The bill mainly would continue the funding rates from the most recent CR. Exceptions are included for the National Nuclear Security Administration to spend at a faster clip so it won’t have to issue layoff notices for its uranium processing facility construction project in Oak Ridge, Tenn., and for the Federal Aviation Administration to meet mandated pay raises and ensure no adverse impacts on air safety.
House Republicans were discussing the stopgap measure on a conference call Sunday night.
Speaker Mike Johnson, R-La., who initially said he wouldn’t allow any more short-term CRs, has faced blowback from conservatives on the $1.66 trillion topline spending deal Johnson agreed to with Schumer, which they feel is too generous to federal agencies.
They’ve pushed Johnson to put a longer CR on the floor, in hopes that automatic funding cuts that would trigger April 30 could serve as leverage to get spending down and wrangle policy concessions. Some of the hard-liners have said they prefer a government shutdown to allowing current border and migration policies to continue.
“I’m not in agreement with this spending bill. I’m not even in agreement on the continuing resolution. We have a massive problem at our southern border,” Rep. Byron Donalds, R-Fla., said on Fox’s “Sunday Morning Futures” program. “And if you give the Democrats money to fund the government, they will continue to ignore the problem.”
Rep.
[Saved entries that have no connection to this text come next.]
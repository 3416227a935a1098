// SPDX-License-Identifier: BUSL-1.1
// Copyright (c) 2026 Alfred Jean LLC

//! `ContainerRuntime` implementation that shells out to the `docker` CLI,
//! following the subprocess-invocation pattern in the teacher's
//! `DockerAdapter::run_docker` (`crates/daemon/src/adapters/agent/docker/mod.rs`).

use async_trait::async_trait;
use serde_json::Value;

use crate::container::{ContainerRuntime, ContainerSpec, ContainerStats, ContainerStatus};
use crate::error::ContainerError;

#[derive(Debug, Clone, Default)]
pub struct DockerContainerRuntime;

impl DockerContainerRuntime {
    pub fn new() -> Self {
        Self
    }
}

#[async_trait]
impl ContainerRuntime for DockerContainerRuntime {
    async fn pull(&self, image: &str) -> Result<String, ContainerError> {
        run_docker(&["pull", image]).await?;
        let digest = run_docker(&[
            "image",
            "inspect",
            image,
            "--format",
            "{{index .RepoDigests 0}}",
        ])
        .await
        .unwrap_or_else(|_| image.to_string());
        tracing::info!(image, digest = %digest, "pulled image");
        Ok(digest)
    }

    async fn run(&self, spec: &ContainerSpec) -> Result<(), ContainerError> {
        let mut args: Vec<String> =
            vec!["run".into(), "-d".into(), "--name".into(), spec.name.clone()];

        args.push("--cpus".into());
        args.push(spec.cpus.max(1).to_string());

        if !spec.gpus.is_empty() {
            let devices = spec.gpus.iter().map(|g| g.to_string()).collect::<Vec<_>>().join(",");
            args.push("--gpus".into());
            args.push(format!("device={devices}"));
        }

        if spec.memory_bytes > 0 {
            args.push("--memory".into());
            args.push(spec.memory_bytes.to_string());
        }

        if !spec.network {
            args.push("--network".into());
            args.push("none".into());
        }

        for (host, container) in &spec.volumes {
            args.push("-v".into());
            args.push(format!("{host}:{container}"));
        }

        for (key, value) in &spec.env {
            args.push("-e".into());
            args.push(format!("{key}={value}"));
        }

        args.push("-w".into());
        args.push(spec.working_dir.clone());
        args.push(spec.image.clone());
        args.push("bash".into());
        args.push("-c".into());
        args.push(spec.command.clone());

        let arg_refs: Vec<&str> = args.iter().map(String::as_str).collect();
        tracing::info!(name = %spec.name, image = %spec.image, "starting container");
        run_docker(&arg_refs).await?;
        Ok(())
    }

    async fn inspect(&self, name: &str) -> Result<ContainerStatus, ContainerError> {
        let output = run_docker(&[
            "inspect",
            name,
            "--format",
            "{{.State.Running}} {{.State.ExitCode}}",
        ])
        .await?;

        let mut parts = output.split_whitespace();
        let running = parts.next() == Some("true");
        if running {
            return Ok(ContainerStatus::Running);
        }
        let code = parts.next().and_then(|s| s.parse().ok()).unwrap_or(-1);
        Ok(ContainerStatus::Exited { code })
    }

    async fn stats(&self, name: &str) -> Result<ContainerStats, ContainerError> {
        let output = run_docker(&[
            "stats",
            name,
            "--no-stream",
            "--format",
            "{{json .}}",
        ])
        .await?;

        let parsed: Value = serde_json::from_str(output.trim())
            .map_err(|err| ContainerError::CommandFailed(format!("stats parse error: {err}")))?;

        let memory_bytes = parsed
            .get("MemUsage")
            .and_then(Value::as_str)
            .and_then(|usage| usage.split('/').next())
            .map(parse_byte_size)
            .unwrap_or(0);

        Ok(ContainerStats { memory_bytes, disk_bytes: 0 })
    }

    async fn kill(&self, name: &str) -> Result<(), ContainerError> {
        run_docker(&["kill", name]).await.map(drop)
    }

    async fn remove(&self, name: &str) -> Result<(), ContainerError> {
        run_docker(&["rm", "-f", name]).await.map(drop)
    }
}

/// Parse docker's human-readable size strings (`"12.3MiB"`) into bytes.
fn parse_byte_size(s: &str) -> u64 {
    let s = s.trim();
    let split_at = s.find(|c: char| !c.is_ascii_digit() && c != '.').unwrap_or(s.len());
    let (number, unit) = s.split_at(split_at);
    let number: f64 = number.parse().unwrap_or(0.0);
    let multiplier: f64 = match unit.trim() {
        "B" => 1.0,
        "KiB" => 1024.0,
        "MiB" => 1024.0 * 1024.0,
        "GiB" => 1024.0 * 1024.0 * 1024.0,
        _ => 1.0,
    };
    (number * multiplier) as u64
}

/// Run a docker CLI command and return trimmed stdout on success.
async fn run_docker(args: &[&str]) -> Result<String, ContainerError> {
    let output = tokio::process::Command::new("docker")
        .args(args)
        .output()
        .await
        .map_err(ContainerError::Exec)?;

    if output.status.success() {
        Ok(String::from_utf8_lossy(&output.stdout).trim().to_string())
    } else {
        let stderr = String::from_utf8_lossy(&output.stderr);
        Err(ContainerError::CommandFailed(format!(
            "docker {} failed: {}",
            args.first().unwrap_or(&""),
            stderr.trim()
        )))
    }
}

#[cfg(test)]
#[path = "docker_container_runtime_tests.rs"]
mod tests;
Marjorie Taylor Greene, R-Ga., said on the same program that she’s told Johnson she will offer a motion to vacate the speaker’s chair — the procedure used to oust former Speaker Kevin McCarthy, R-Calif. — if he puts on the floor a bipartisan Senate border deal paired with Ukraine funding, if such a deal emerges.
“It’s really an amnesty deal where Democrats are going to bring in millions and millions of illegals and turn them into Democrat voters,” Greene said.
In a statement after releasing the stopgap bill, Johnson took credit for negotiating an “improved” topline funding deal that “reduces the worst gimmicks” included in last year’s spending agreement between McCarthy and President Joe Biden.
“Because the completion deadlines are upon us, a short continuing resolution is required to complete what House Republicans are working hard to achieve: an end to governance by omnibus, meaningful policy wins, and better stewardship of American tax dollars,” Johnson said.
The House Freedom Caucus wasn’t impressed.
“This is what surrender looks like,” they said in a statement Sunday night.